What is AI Observability?

AI observability is the practice of instrumenting and monitoring production AI systems to understand their behavior, detect issues, and continuously improve them, including request / response tracing, evaluation against golden datasets, drift detection, cost tracking, latency monitoring, and the production AI ops infrastructure that distinguishes mature deployments from prototypes that escaped into production.

Last updated 2026-04-29BearPlex AI Engineering Team

Overview

AI observability is to production AI what application performance monitoring (APM) is to traditional applications: necessary infrastructure that distinguishes mature systems from systems that fail silently. Production AI systems have unique observability needs beyond traditional APM: probabilistic outputs require evaluation rather than simple success/failure metrics; LLM costs scale per token making cost monitoring critical; model behavior drifts as model versions update or production traffic patterns shift; multi-step agent traces require specialized tooling. Modern AI observability platforms (LangSmith, Helicone, Braintrust, Langfuse) provide AI-specific observability that traditional APM tools miss.

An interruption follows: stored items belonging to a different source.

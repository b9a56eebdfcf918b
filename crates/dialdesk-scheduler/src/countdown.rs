//! Countdown and reminder emitter.
//!
//! Each tick recomputes the countdown string for every lead that has a
//! pending auto follow-up, and raises one reminder per follow-up when it
//! comes within the reminder window. The latch remembers which call (and
//! which time) was announced, so moving the call re-arms it.

use std::collections::HashMap;

use chrono::{DateTime, Utc};
use dialdesk_core::traits::{Alert, NotificationSink};
use dialdesk_core::{Lead, ScheduledCall};
use serde::Serialize;

use crate::priority::next_pending_call;

/// Default reminder window in minutes.
pub const REMINDER_WINDOW_MINS: i64 = 15;

/// "{h}h {m}m" while time remains, "Overdue" after.
pub fn format_countdown(scheduled: DateTime<Utc>, now: DateTime<Utc>) -> String {
    let remaining_ms = (scheduled - now).num_milliseconds();
    if remaining_ms <= 0 {
        return "Overdue".to_string();
    }
    let hours = remaining_ms / 3_600_000;
    let minutes = (remaining_ms % 3_600_000) / 60_000;
    format!("{hours}h {minutes}m")
}

/// A reminder ready to be shown.
#[derive(Debug, Clone, Serialize, PartialEq)]
pub struct Reminder {
    pub lead_id: String,
    pub lead_name: String,
    pub phone: String,
    pub call_id: String,
    pub scheduled_time: DateTime<Utc>,
    pub minutes_left: i64,
}

impl Reminder {
    pub fn title(&self) -> String {
        format!("Call {} soon", self.lead_name)
    }

    pub fn body(&self) -> String {
        format!(
            "Follow-up call to {} ({}) is due in {} min at {}",
            self.lead_name,
            self.phone,
            self.minutes_left,
            self.scheduled_time.format("%H:%M UTC")
        )
    }

    pub fn alert(&self) -> Alert {
        Alert {
            title: self.title(),
            body: self.body(),
            minutes_left: Some(self.minutes_left),
            fields: vec![
                ("Lead".into(), self.lead_name.clone()),
                ("Phone".into(), self.phone.clone()),
                ("Due".into(), self.scheduled_time.format("%H:%M UTC").to_string()),
            ],
        }
    }
}

#[derive(Debug, Clone, PartialEq)]
struct Latch {
    call_id: String,
    scheduled_time: DateTime<Utc>,
}

#[derive(Debug, Default)]
pub struct CountdownTracker {
    countdowns: HashMap<String, String>,
    notified: HashMap<String, Latch>,
}

impl CountdownTracker {
    pub fn new() -> Self {
        Self::default()
    }

    pub fn countdown_for(&self, lead_id: &str) -> Option<&str> {
        self.countdowns.get(lead_id).map(String::as_str)
    }

    pub fn is_notified(&self, lead_id: &str) -> bool {
        self.notified.contains_key(lead_id)
    }

    /// Recompute countdowns; returns reminders that became due this tick.
    pub fn tick(
        &mut self,
        leads: &[Lead],
        calls_by_lead: &HashMap<String, Vec<ScheduledCall>>,
        now: DateTime<Utc>,
        reminder_window_mins: i64,
    ) -> Vec<Reminder> {
        let mut due = Vec::new();
        let mut countdowns = HashMap::with_capacity(self.countdowns.len());

        for lead in leads {
            let auto = calls_by_lead
                .get(&lead.id)
                .and_then(|calls| next_pending_call(calls.iter().filter(|c| c.is_auto())));
            let Some(call) = auto else {
                self.notified.remove(&lead.id);
                continue;
            };

            countdowns.insert(lead.id.clone(), format_countdown(call.scheduled_time, now));

            let latch = Latch {
                call_id: call.id.clone(),
                scheduled_time: call.scheduled_time,
            };
            if self.notified.get(&lead.id) == Some(&latch) {
                continue;
            }
            // a different call or a new time for this lead re-arms the latch
            self.notified.remove(&lead.id);

            let remaining_ms = (call.scheduled_time - now).num_milliseconds();
            if remaining_ms > 0 && remaining_ms <= reminder_window_mins * 60_000 {
                due.push(Reminder {
                    lead_id: lead.id.clone(),
                    lead_name: lead.name.clone(),
                    phone: lead.phone.clone(),
                    call_id: call.id.clone(),
                    scheduled_time: call.scheduled_time,
                    minutes_left: remaining_ms.div_euclid(60_000),
                });
                self.notified.insert(lead.id.clone(), latch);
            }
        }

        self.notified.retain(|id, _| countdowns.contains_key(id));
        self.countdowns = countdowns;
        due
    }
}

/// Show each reminder; sink failures are logged and dropped.
pub async fn deliver(sink: &dyn NotificationSink, reminders: &[Reminder]) -> usize {
    let mut shown = 0;
    for reminder in reminders {
        match sink.show_alert(&reminder.alert()).await {
            Ok(()) => shown += 1,
            Err(e) => {
                tracing::warn!(lead = %reminder.lead_id, sink = sink.name(), "⚠️ Reminder not shown: {e}");
            }
        }
    }
    shown
}

#[cfg(test)]
mod tests {
    use super::*;
    use async_trait::async_trait;
    use chrono::{Duration, TimeZone};
    use dialdesk_core::{AUTO_SCHEDULE_TAG, CallOrigin, DialDeskError, Result};
    use std::sync::atomic::{AtomicUsize, Ordering};

    fn t0() -> DateTime<Utc> {
        Utc.with_ymd_and_hms(2026, 3, 2, 16, 0, 0).unwrap()
    }

    fn lead() -> Lead {
        let mut lead = Lead::new("Alan Turing", "+44 161 496 0000", t0());
        lead.id = "lead-t".into();
        lead
    }

    fn auto_call(at: DateTime<Utc>) -> ScheduledCall {
        let mut c = ScheduledCall::new("lead-t", at, AUTO_SCHEDULE_TAG, CallOrigin::Auto, t0());
        c.id = "call-t".into();
        c
    }

    fn map(calls: Vec<ScheduledCall>) -> HashMap<String, Vec<ScheduledCall>> {
        HashMap::from([("lead-t".to_string(), calls)])
    }

    #[test]
    fn test_format_countdown() {
        assert_eq!(format_countdown(t0() + Duration::seconds(90), t0()), "0h 1m");
        assert_eq!(format_countdown(t0() + Duration::minutes(125), t0()), "2h 5m");
        assert_eq!(format_countdown(t0(), t0()), "Overdue");
        assert_eq!(format_countdown(t0() - Duration::seconds(1), t0()), "Overdue");
    }

    #[test]
    fn test_countdown_turns_overdue_within_one_tick() {
        let mut tracker = CountdownTracker::new();
        let leads = vec![lead()];
        let calls = map(vec![auto_call(t0() + Duration::seconds(90))]);

        tracker.tick(&leads, &calls, t0(), REMINDER_WINDOW_MINS);
        assert_eq!(tracker.countdown_for("lead-t"), Some("0h 1m"));

        let mut now = t0();
        let mut ticks = 0;
        while tracker.countdown_for("lead-t") != Some("Overdue") {
            now += Duration::seconds(1);
            ticks += 1;
            tracker.tick(&leads, &calls, now, REMINDER_WINDOW_MINS);
        }
        assert_eq!(ticks, 90);
    }

    #[test]
    fn test_reminder_fires_once() {
        let mut tracker = CountdownTracker::new();
        let leads = vec![lead()];
        let calls = map(vec![auto_call(t0() + Duration::minutes(20))]);

        assert!(tracker.tick(&leads, &calls, t0(), 15).is_empty());
        let fired = tracker.tick(&leads, &calls, t0() + Duration::minutes(5), 15);
        assert_eq!(fired.len(), 1);
        assert_eq!(fired[0].minutes_left, 15);
        assert!(tracker.is_notified("lead-t"));

        for s in 1..120 {
            let later = t0() + Duration::minutes(5) + Duration::seconds(s);
            assert!(tracker.tick(&leads, &calls, later, 15).is_empty());
        }
    }

    #[test]
    fn test_moving_the_call_rearms_the_latch() {
        let mut tracker = CountdownTracker::new();
        let leads = vec![lead()];
        let calls = map(vec![auto_call(t0() + Duration::minutes(10))]);
        assert_eq!(tracker.tick(&leads, &calls, t0(), 15).len(), 1);

        let moved = map(vec![auto_call(t0() + Duration::minutes(12))]);
        assert_eq!(tracker.tick(&leads, &moved, t0(), 15).len(), 1);
    }

    #[test]
    fn test_manual_calls_have_no_countdown() {
        let mut tracker = CountdownTracker::new();
        let mut manual = auto_call(t0() + Duration::minutes(5));
        manual.origin = CallOrigin::Manual;
        let fired = tracker.tick(&[lead()], &map(vec![manual]), t0(), 15);
        assert!(fired.is_empty());
        assert_eq!(tracker.countdown_for("lead-t"), None);
    }

    #[test]
    fn test_overdue_call_does_not_remind() {
        let mut tracker = CountdownTracker::new();
        let calls = map(vec![auto_call(t0() - Duration::minutes(1))]);
        assert!(tracker.tick(&[lead()], &calls, t0(), 15).is_empty());
        assert_eq!(tracker.countdown_for("lead-t"), Some("Overdue"));
    }

    struct DeniedSink {
        attempts: AtomicUsize,
    }

    #[async_trait]
    impl NotificationSink for DeniedSink {
        fn name(&self) -> &str {
            "denied"
        }
        async fn request_permission(&self) -> Result<bool> {
            Ok(false)
        }
        async fn show(&self, _title: &str, _body: &str) -> Result<()> {
            self.attempts.fetch_add(1, Ordering::Relaxed);
            Err(DialDeskError::Notify("permission denied".into()))
        }
    }

    #[tokio::test]
    async fn test_sink_failure_is_swallowed() {
        let sink = DeniedSink {
            attempts: AtomicUsize::new(0),
        };
        let mut tracker = CountdownTracker::new();
        let calls = map(vec![auto_call(t0() + Duration::minutes(3))]);
        let due = tracker.tick(&[lead()], &calls, t0(), 15);
        let shown = deliver(&sink, &due).await;
        assert_eq!(shown, 0);
        assert_eq!(sink.attempts.load(Ordering::Relaxed), 1);
        assert_eq!(tracker.countdown_for("lead-t"), Some("0h 3m"));
        // still latched: a failed delivery is not retried
        assert!(tracker.tick(&[lead()], &calls, t0(), 15).is_empty());
    }
}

What AI observability includes

Production AI observability includes: (1) Request / response tracing; every LLM call captured with input, output, model, latency, cost, prompt version, errors; (2) Evaluation against golden datasets: periodic eval runs to detect quality regressions; (3) Drift detection: alerts when production behavior diverges from baseline (input distribution shift, output pattern shift); (4) Cost tracking: per-feature, per-customer, per-team cost attribution at granular levels; (5) Latency monitoring: TTFT, inter-token latency, end-to-end latency for agent workflows; (6) Multi-step agent tracing: visualizing the full reasoning + tool use trace for agent failures; (7) User feedback integration: capture user thumbs up/down to correlate production behavior with user satisfaction; (8) Incident detection: alerts on failure rate spikes, cost spikes, latency degradation. Production AI observability is multi-layered; no single tool covers everything.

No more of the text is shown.